What you should do — Your job is to return every line of the listing holding the string "struct".

Source material —
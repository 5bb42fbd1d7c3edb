//! Fleet monitor
//!
//! Periodically reconciles the fleet against the master drone manifest:
//! drones marked `to_run` that have no live bus client get started, drones
//! not marked `to_run` that are live get stopped. Drones with a standing
//! override are left alone until the override expires. One failing target
//! never blocks the rest of the tick, and one failing tick never stops the
//! monitor.

use std::collections::BTreeSet;
use std::sync::Arc;
use std::time::Duration;

use anyhow::Result;
use apiary_shared::bus::MessageBus;
use chrono::Utc;
use tracing::{debug, info, warn};

use crate::control::{DroneControl, CLIENT_NAME_PREFIX};

/// What one reconcile tick did.
#[derive(Debug, Default, PartialEq, Eq)]
pub struct TickReport {
    pub started: Vec<String>,
    pub stopped: Vec<String>,
}

pub struct FleetMonitor {
    control: Arc<DroneControl>,
    bus: Arc<dyn MessageBus>,
    interval: Duration,
}

impl FleetMonitor {
    pub fn new(control: Arc<DroneControl>, bus: Arc<dyn MessageBus>, interval: Duration) -> Self {
        Self {
            control,
            bus,
            interval,
        }
    }

    /// Reconcile forever. Returns only on panic-free cancellation by the
    /// caller dropping the future.
    pub async fn run(&self) {
        info!(interval_s = self.interval.as_secs(), "fleet monitor running");
        let mut ticker = tokio::time::interval(self.interval);
        loop {
            ticker.tick().await;
            match self.tick().await {
                Ok(report) if report.started.is_empty() && report.stopped.is_empty() => {
                    debug!("fleet reconciled, nothing to do");
                }
                Ok(report) => {
                    info!(started = ?report.started, stopped = ?report.stopped, "fleet reconciled");
                }
                Err(e) => warn!(error = %e, "monitor tick failed"),
            }
        }
    }

    /// One reconcile pass over the manifest.
    pub async fn tick(&self) -> Result<TickReport> {
        let manifest = self.control.manifest.load()?;
        let overrides = self.control.overrides.prune(Utc::now())?;

        let live: BTreeSet<String> = self
            .bus
            .client_list()
            .await?
            .into_iter()
            .filter_map(|c| c.name.strip_prefix(CLIENT_NAME_PREFIX).map(str::to_string))
            .collect();

        let mut report = TickReport::default();
        for (key, entry) in &manifest {
            if overrides.contains_key(key) {
                debug!(key, "override active, leaving drone alone");
                continue;
            }
            let running = live.contains(key);
            if entry.to_run && !running {
                match self.control.start_unit(&entry.ip, key).await {
                    Ok(()) => report.started.push(key.clone()),
                    Err(e) => warn!(key, error = %e, "monitor failed to start drone"),
                }
            } else if !entry.to_run && running {
                match self.control.stop_unit(&entry.ip, key).await {
                    Ok(()) => report.stopped.push(key.clone()),
                    Err(e) => warn!(key, error = %e, "monitor failed to stop drone"),
                }
            }
        }

        Ok(report)
    }
}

Task response —
pub struct TickReport {
pub struct FleetMonitor {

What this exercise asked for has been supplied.